Harkening back to my Internal Medicine training leads me to also mention that
the next most common killer after PC is pneumonia and flu. While most men have
heard of flu vaccines, many are unaware that there are now FDA approved antibiotics
to treat flu: Tamiflu, and Flumadine. These are very effective against influenza
if they are started promptly after the onset of symptoms. They can also be helpful
in the situation where one family member is sick; in that case, the drugs can
be taken before the flu develops and thereby may preclude the development of
illness. I have also found that many men are unaware that there is now an effective
vaccine against pneumonia available called pneumovax. The pneumovax is administered
every
five years and is recommended for men over age 65 or for men with chronic illnesses.
Conclusion
Many of these illnesses can be prevented by an annual visit to the
doctor’s
office. But it takes a lot to get us guys to go to the doctor. Prostate cancer
seems to do the trick. A diagnosis of PC shatters the illusion of immortality.
Men finally sit up and take notice that good health is not a guaranteed right.
Therefore, the diagnosis of PC may actually turn out to be beneficial if being
diagnosed can lead to an increased awareness of health-related issues that have
been previously neglected. Common sense dictates that if it is worth expending
considerable time, energy, and resources to minimize the chance of death from
PC, it certainly makes sense to expend time and energy to minimize the risks
of these other preventable causes of death.
References
1. Skeletal fractures negatively correlate with overall survival in
men with prostate cancer. Oefelein, M, Ricchiuti, V, et al Journal
of Urology
Vol. 168: 1005-1007, 2002.
2. Excess dietary intake of vitamin A is associated with reduced bone
mineral density and increased risk of hip fracture.

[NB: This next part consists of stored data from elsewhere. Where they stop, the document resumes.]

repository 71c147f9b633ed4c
mod common;
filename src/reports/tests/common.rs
use std::sync::Arc;

use async_trait::async_trait;
use axum::response::Response;
use chrono::{TimeZone, Utc};
use serde_json::Value;

use crate::codec::RawValue;
use crate::extractor::{AttributeExtractor, ExtractionError, PlaceholderExtractor};
use crate::grading::{ProductAttributes, TierConfig};
use crate::reports::domain::{PersistedReport, ReportId, StoredReport};
use crate::reports::repository::{InMemoryReportRepository, ReportRepository, RepositoryError};
use crate::reports::service::ReportService;

pub(super) fn patagonia_extractor() -> PlaceholderExtractor {
    PlaceholderExtractor::new(ProductAttributes {
        url: String::new(),
        brand: "Patagonia".to_string(),
        price: Some(600.0),
        materials: "organic cotton".to_string(),
        garment_type: "jacket".to_string(),
    })
}

pub(super) fn shein_extractor() -> PlaceholderExtractor {
    PlaceholderExtractor::new(ProductAttributes {
        url: String::new(),
        brand: "Shein".to_string(),
        price: Some(20.0),
        materials: "polyester".to_string(),
        garment_type: "dress".to_string(),
    })
}

pub(super) fn build_service<E>(
    extractor: E,
) -> (
    ReportService<InMemoryReportRepository, E>,
    Arc<InMemoryReportRepository>,
)
where
    E: AttributeExtractor + 'static,
{
    let repository = Arc::new(InMemoryReportRepository::default());
    let service = ReportService::new(
        repository.clone(),
        Arc::new(extractor),
        TierConfig::standard(),
    );
    (service, repository)
}

pub(super) struct FailingExtractor;

#[async_trait]
impl AttributeExtractor for FailingExtractor {
    async fn extract(&self, url: &str) -> Result<ProductAttributes, ExtractionError> {
        Err(ExtractionError::Network {
            url: url.to_string(),
            reason: "connection reset".to_string(),
        })
    }
}

pub(super) struct UnavailableRepository;

impl ReportRepository for UnavailableRepository {
    fn insert(&self, _report: PersistedReport) -> Result<PersistedReport, RepositoryError> {
        Err(RepositoryError::Unavailable("database offline".to_string()))
    }

    fn fetch(&self, _id: &ReportId) -> Result<Option<StoredReport>, RepositoryError> {
        Err(RepositoryError::Unavailable("database offline".to_string()))
    }

    fn recent(&self, _limit: usize) -> Result<Vec<StoredReport>, RepositoryError> {
        Err(RepositoryError::Unavailable("database offline".to_string()))
    }
}

pub(super) struct ConflictRepository;

impl ReportRepository for ConflictRepository {
    fn insert(&self, _report: PersistedReport) -> Result<PersistedReport, RepositoryError> {
        Err(RepositoryError::Conflict)
    }

    fn fetch(&self, _id: &ReportId) -> Result<Option<StoredReport>, RepositoryError> {
        Ok(None)
    }

    fn recent(&self, _limit: usize) -> Result<Vec<StoredReport>, RepositoryError> {
        Ok(Vec::new())
    }
}

/// Serves a single hand-edited row whose fields no longer match the schema.
pub(super) struct CorruptRepository {
    pub(super) row: StoredReport,
}

impl ReportRepository for CorruptRepository {
    fn insert(&self, report: PersistedReport) -> Result<PersistedReport, RepositoryError> {
        Ok(report)
    }

    fn fetch(&self, id: &ReportId) -> Result<Option<StoredReport>, RepositoryError> {
        Ok((self.row.id == *id).then(|| self.row.clone()))
    }

    fn recent(&self, _limit: usize) -> Result<Vec<StoredReport>, RepositoryError> {
        Ok(vec![self.row.clone()])
    }
}

pub(super) fn corrupt_row() -> StoredReport {
    StoredReport {
        id: ReportId::generate(),
        url: "https://shop.example.com/legacy".to_string(),
        brand: "Legacy Brand".to_string(),
        materials: "wool".to_string(),
        quality: RawValue::from("Superb"),
        construction: RawValue::Null,
        durability: RawValue::Missing,
        ethics: RawValue::from("Positive"),
        overall_score: RawValue::from("not scored"),
        quality_explanation: String::new(),
        construction_explanation: String::new(),
        durability_explanation: String::new(),
        ethics_explanation: "Imported from the previous catalogue.".to_string(),
        overall_explanation: String::new(),
        created_at: Utc
            .with_ymd_and_hms(2024, 3, 1, 9, 30, 0)
            .single()
            .expect("valid timestamp"),
    }
}

pub(super) async fn read_json_body(response: Response) -> Value {
    let body = axum::body::to_bytes(response.into_body(), 64 * 1024)
        .await
        .expect("read body");
    serde_json::from_slice(&body).expect("json payload")
}
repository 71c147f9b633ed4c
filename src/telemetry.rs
use crate::config::TelemetryConfig;
use std::fmt;
use tracing_subscriber::filter::ParseError;
use tracing_subscriber::EnvFilter;

#[derive(Debug)]
pub enum TelemetryError {
    EnvFilter { value: String, source: ParseError },
    Subscriber(Box<dyn std::error::Error + Send + Sync>),
}

impl fmt::Display for TelemetryError {
    fn fmt(&self, f: &mut fmt::Formatter<'_>) -> fmt::Result {
        match self {
            TelemetryError::EnvFilter { value, .. } => {
                write!(f, "invalid log level/filter '{value}': unable to build EnvFilter")
            }
            TelemetryError::Subscriber(err) => write!(f, "telemetry error: {err}"),
        }
    }
}

impl std::error::Error for TelemetryError {
    fn source(&self) -> Option<&(dyn std::error::Error + 'static)> {
        match self {
            TelemetryError::EnvFilter { source, .. } => Some(source),
            TelemetryError::Subscriber(err) => Some(&**err),
        }
    }
}

/// `RUST_LOG` wins over the configured level when it parses.
pub fn filter_for(config: &TelemetryConfig) -> Result<EnvFilter, TelemetryError> {
    match EnvFilter::try_from_default_env() {
        Ok(filter) => Ok(filter),
        Err(_) => {
            EnvFilter::try_new(&config.log_level).map_err(|source| TelemetryError::EnvFilter {
                value: config.log_level.clone(),
                source,
            })
        }
    }
}

/// Installs the global subscriber. Logs go to stderr so CLI reports on stdout stay clean.
pub fn init(config: &TelemetryConfig) -> Result<(), TelemetryError> {
    let env_filter = filter_for(config)?;

    tracing_subscriber::fmt()
        .with_env_filter(env_filter)
        .with_writer(std::io::stderr)
        .with_target(false)
        .compact()
        .with_ansi(false)
        .try_init()
        .map_err(TelemetryError::Subscriber)
}
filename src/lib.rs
//! Product grading for the transparency site: a deterministic rules engine, the codec that
//! maps grades onto stored report categories, and the report service built on both.

pub mod codec;
pub mod config;
pub mod error;
pub mod extractor;
pub mod grading;
pub mod reports;
pub mod telemetry;

pub use grading::{AssessmentResult, Dimension, Grade, GradingEngine, ProductAttributes};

Ann Intern Med
Vol. 129: 770-778, 1998.
3. Osteoporosis after orchiectomy for prostate cancer. Daniell, H,
Journal of Urology Vol. 157, 439-444, 1997.
4. Osteoporosis in men treated with androgen deprivation therapy for
prostate cancer. Ross, R, Small, E, Journal of Urology Vol. 167:
1952- 1956, 2002.
5. Low bone mineral density in hormone-naïve men with prostate
cancer. Smith, M, McGovern, F, et al Cancer Vol. 91: 2238-2245, 2001.
6. Exercise capacity and mortality among men referred for exercise
testing. Myers, J. New England Journal of Medicine Vol. 346 page 793
2002.
7. Resistance exercise in men receiving androgen deprivation therapy
for prostate cancer. Segal RJ: J Clin Oncol 21:1653-9, 2003.